Milk and dairy products

Milk, yogurt, and other dairy products – also soy milk – carry a considerable amount of vitamin B-1 and B-12 and so are good for revivifying.


You can restock on proteins by consuming more eggs – they also contain a lot of antioxidants that, in case of copious blood loss, will conduce to collecting a good supply of vitamins in your body.

Natural coconut water

The blood level can be brought to the norm by drinking coconut water whose high potassium content is very useful. Coconut water can boast the perfect composition ratio of sugar, potassium, sodium, and a number of other electrolytes.

Get chlorophyll from wheatgrass juice

Treat yourself to a portion of wheatgrass juice.
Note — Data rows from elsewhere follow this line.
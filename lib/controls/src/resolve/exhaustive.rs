use super::{
    CLONE_SUFFIX, DERIVED_SUFFIX, MatchKind, Resolution, Resolve, VARIANT_SUFFIX, region_base,
    strip_region,
};
use crate::{
    descriptor::ControlDescriptor,
    error::LoadError,
    normalize::{RawRecord, normalize},
    source::{PrimarySource, RelationshipTable, load_primary_source},
};
use indexmap::IndexMap;
use std::{collections::HashMap, path::Path};

#[derive(Debug, Clone, Default)]
/// Resolver over the primary source, falling back through region variants, clone parents and
/// hardware platforms
pub struct ExhaustiveResolver {
    primary: IndexMap<String, ControlDescriptor>,
    /// Base name -> primary key, later records win on collision
    region_variants: HashMap<String, String>,
    relationships: RelationshipTable,
}

impl ExhaustiveResolver {
    /// Load both sources from disk
    ///
    /// A broken primary source is fatal, a broken or absent relationship database only turns
    /// off the clone and hardware tiers
    pub fn load(
        primary_source: impl AsRef<Path>,
        relationship_database: Option<&Path>,
    ) -> Result<Self, LoadError> {
        let primary = load_primary_source(primary_source)?;
        let relationships = relationship_database
            .map(|path| RelationshipTable::load(path))
            .unwrap_or_default();

        Ok(Self::from_sources(primary, relationships))
    }

    /// Build the indices from already loaded sources
    pub fn from_sources(primary: PrimarySource, relationships: RelationshipTable) -> Self {
        let primary: IndexMap<_, _> = primary
            .iter()
            .map(|(romname, record)| {
                (
                    romname.clone(),
                    normalize(romname, RawRecord::Primary(record)),
                )
            })
            .collect();

        let mut region_variants = HashMap::with_capacity(primary.len());
        for romname in primary.keys() {
            region_variants.insert(strip_region(romname).to_string(), romname.clone());
        }

        tracing::debug!(
            "Built exhaustive index of {} records with {} region bases",
            primary.len(),
            region_variants.len()
        );

        Self {
            primary,
            region_variants,
            relationships,
        }
    }

    pub fn len(&self) -> usize {
        self.primary.len()
    }

    pub fn is_empty(&self) -> bool {
        self.primary.is_empty()
    }

    /// Romnames with a direct record, in source order
    pub fn romnames(&self) -> impl Iterator<Item = &str> {
        self.primary.keys().map(String::as_str)
    }

    fn borrow(&self, key: &str, romname: &str, suffix: &str) -> Option<ControlDescriptor> {
        self.primary
            .get(key)
            .map(|descriptor| descriptor.clone().borrowed_by(romname, suffix))
    }
}

impl Resolve for ExhaustiveResolver {
    type Kind = MatchKind;

    const UNMATCHED: MatchKind = MatchKind::Unmatched;

    #[tracing::instrument(skip(self))]
    fn resolve(&self, romname: &str) -> Resolution<MatchKind> {
        let romname = romname.trim().to_lowercase();

        if let Some(descriptor) = self.primary.get(&romname) {
            return Resolution::Matched {
                descriptor: descriptor.clone(),
                kind: MatchKind::Direct,
            };
        }

        if let Some(base) = region_base(&romname)
            && let Some(key) = self.region_variants.get(base)
            && let Some(descriptor) = self.borrow(key, &romname, VARIANT_SUFFIX)
        {
            tracing::debug!("Using {} as a region variant", key);

            return Resolution::Matched {
                descriptor,
                kind: MatchKind::RegionVariant,
            };
        }

        if let Some(relationship) = self.relationships.get(&romname) {
            if let Some(parent) = relationship.cloneof()
                && let Some(descriptor) = self.borrow(parent, &romname, CLONE_SUFFIX)
            {
                tracing::debug!("Using clone parent {}", parent);

                return Resolution::Matched {
                    descriptor,
                    kind: MatchKind::CloneParent,
                };
            }

            if let Some(platform) = relationship.romof()
                && platform != romname
                && let Some(descriptor) = self.borrow(platform, &romname, DERIVED_SUFFIX)
            {
                tracing::debug!("Using hardware platform {}", platform);

                return Resolution::Matched {
                    descriptor,
                    kind: MatchKind::HardwarePlatform,
                };
            }
        }

        Resolution::Unmatched
    }
}

#[cfg(test)]
mod tests {
    use super::*;
    use crate::source::Relationship;
    use serde_json::json;

    fn resolver() -> ExhaustiveResolver {
        let primary: PrimarySource = serde_json::from_value(json!({
            "sf2": {
                "gamename": "Street Fighter II",
                "numPlayers": 2,
                "players": [ { "number": 1, "labels": [ { "name": "P1_BUTTON1", "value": "Jab Punch" } ] } ]
            },
            "vsav": { "gamename": "Vampire Savior", "numPlayers": 2 },
            "neogeo": { "gamename": "Neo Geo MVS", "numPlayers": 2 },
            "dino": { "gamename": "Cadillacs and Dinosaurs", "numPlayers": 3 },
            "dinou": { "gamename": "Cadillacs and Dinosaurs (USA)", "numPlayers": 3 }
        }))
        .unwrap();

        let mut relationships = RelationshipTable::default();
        relationships.insert("vsava", Relationship::new(Some("vsav"), Some("vsav")));
        relationships.insert("aof2", Relationship::new(None, Some("neogeo")));
        relationships.insert("both", Relationship::new(Some("vsav"), Some("neogeo")));
        relationships.insert("orphan", Relationship::new(Some("missing"), Some("neogeo")));
        relationships.insert("selfish", Relationship::new(None, Some("selfish")));
        relationships.insert("empty", Relationship::new(Some(""), Some("")));

        ExhaustiveResolver::from_sources(primary, relationships)
    }

    fn display_name(resolution: &Resolution<MatchKind>) -> &str {
        &resolution.descriptor().unwrap().display_name
    }

    #[test]
    fn direct_hits_are_untouched() {
        let resolution = resolver().resolve("sf2");

        assert_eq!(resolution.kind(), Some(MatchKind::Direct));
        assert_eq!(resolution.descriptor().unwrap().romname, "sf2");
        assert_eq!(display_name(&resolution), "Street Fighter II");
    }

    #[test]
    fn region_variant() {
        let resolution = resolver().resolve("sf2j");

        assert_eq!(resolution.kind(), Some(MatchKind::RegionVariant));
        let descriptor = resolution.descriptor().unwrap();
        assert_eq!(descriptor.romname, "sf2j");
        assert_eq!(descriptor.display_name, "Street Fighter II (Variant)");
        assert_eq!(descriptor.label_for("P1_BUTTON1").unwrap().action, "Jab Punch");
    }

    #[test]
    fn region_variant_collisions_keep_the_last_record() {
        // Both dino and dinou share the base "dino", dinou comes later in the source
        let resolution = resolver().resolve("dinoj");

        assert_eq!(resolution.kind(), Some(MatchKind::RegionVariant));
        assert_eq!(
            display_name(&resolution),
            "Cadillacs and Dinosaurs (USA) (Variant)"
        );
    }

    #[test]
    fn clone_parent() {
        let resolution = resolver().resolve("vsava");

        assert_eq!(resolution.kind(), Some(MatchKind::CloneParent));
        assert_eq!(resolution.descriptor().unwrap().romname, "vsava");
        assert_eq!(display_name(&resolution), "Vampire Savior (Clone)");
    }

    #[test]
    fn hardware_platform() {
        let resolution = resolver().resolve("aof2");

        assert_eq!(resolution.kind(), Some(MatchKind::HardwarePlatform));
        assert_eq!(resolution.descriptor().unwrap().romname, "aof2");
        assert_eq!(display_name(&resolution), "Neo Geo MVS (Derived)");
    }

    #[test]
    fn clone_wins_over_platform() {
        let resolution = resolver().resolve("both");

        assert_eq!(resolution.kind(), Some(MatchKind::CloneParent));
        assert_eq!(display_name(&resolution), "Vampire Savior (Clone)");
    }

    #[test]
    fn missing_parent_falls_through_to_platform() {
        assert_eq!(
            resolver().resolve("orphan").kind(),
            Some(MatchKind::HardwarePlatform)
        );
    }

    #[test]
    fn misses() {
        let resolver = resolver();

        for romname in ["pacman", "selfish", "empty", "j", ""] {
            assert_eq!(resolver.resolve(romname), Resolution::Unmatched, "{romname}");
        }
    }

    #[test]
    fn queries_are_case_insensitive() {
        assert_eq!(resolver().resolve("SF2").kind(), Some(MatchKind::Direct));
    }

    #[test]
    fn results_are_independent_copies() {
        let resolver = resolver();

        let mut first = resolver.resolve("sf2").into_descriptor().unwrap();
        first.display_name.push_str(" edited");
        first.players.clear();

        let second = resolver.resolve("sf2").into_descriptor().unwrap();
        assert_eq!(second.display_name, "Street Fighter II");
        assert_eq!(second.players.len(), 1);
    }

    #[test]
    fn coverage_counts_each_tier() {
        let report = resolver().coverage(["sf2", "sf2j", "vsava", "aof2", "pacman"]);

        assert_eq!(report.total, 5);
        for kind in [
            MatchKind::Direct,
            MatchKind::RegionVariant,
            MatchKind::CloneParent,
            MatchKind::HardwarePlatform,
            MatchKind::Unmatched,
        ] {
            assert_eq!(report.count(kind), 1, "{kind}");
        }
    }

    #[test]
    fn load_without_relationships() {
        use std::io::Write;

        let mut file = tempfile::NamedTempFile::new().unwrap();
        write!(file, r#"{{ "sf2": {{ "gamename": "Street Fighter II" }} }}"#).unwrap();

        let resolver = ExhaustiveResolver::load(file.path(), None).unwrap();
        assert_eq!(resolver.len(), 1);
        assert_eq!(resolver.resolve("vsava"), Resolution::Unmatched);

        let resolver =
            ExhaustiveResolver::load(file.path(), Some(Path::new("/nonexistent/mame.xml")))
                .unwrap();
        assert_eq!(resolver.romnames().collect::<Vec<_>>(), ["sf2"]);
    }
}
Its rich chlorophyll content serves to augment the hemoglobin level and the number of red blood cells in the body.

Make use of cereals

In order to help your immune system and heal possible wounds, feed yourself on dishes from fortified cereals with an extra content of zinc.


All kinds of fish (but mostly sea fish) help recover after an unsparing loss of blood.

It is rich in omega-3 fatty acids, vitamins D and B2 (riboflavin), calcium, phosphorus, and minerals, such as iron, zinc, iodine, magnesium, and potassium.

Look for fitting supplements

Ask your doctor what iron and vitamin supplements can be recommended in your particular case to be taken with a well-balanced diet.

Maximize your iron absorption

When your blood level is low, make sure you receive enough iron, not only from your usual foods and supplements; include other iron-bearing foods.

Enrich your diet with strawberries, citrus fruits, and leafy green vegetables, which abound in vitamin C, and you will be getting even more iron.

To absorb iron more effectively, bring in more vitamin A and beta-carotene.

You can do it by consuming more vitamin A-rich foods, namely:
• fish
• sweet potatoes
• liver
• kale and collards
• squash

To receive more beta-carotene, red, yellow, and orange fruits and vegetables will be of use:

• sweet potatoes and squash, as above
• cantaloupes
• carrots
• mangoes

Bear in mind that, whereas vitamin A supplements are good for iron absorption and processing, keep track of its consumption because an overdose of the vitamin can be dangerous.

Vitamin A in excessive quantities can result in hypervitaminosis A. This condition can bring about pain in joints and bones, onsets of bad headaches, and uncommonly high brain pressure.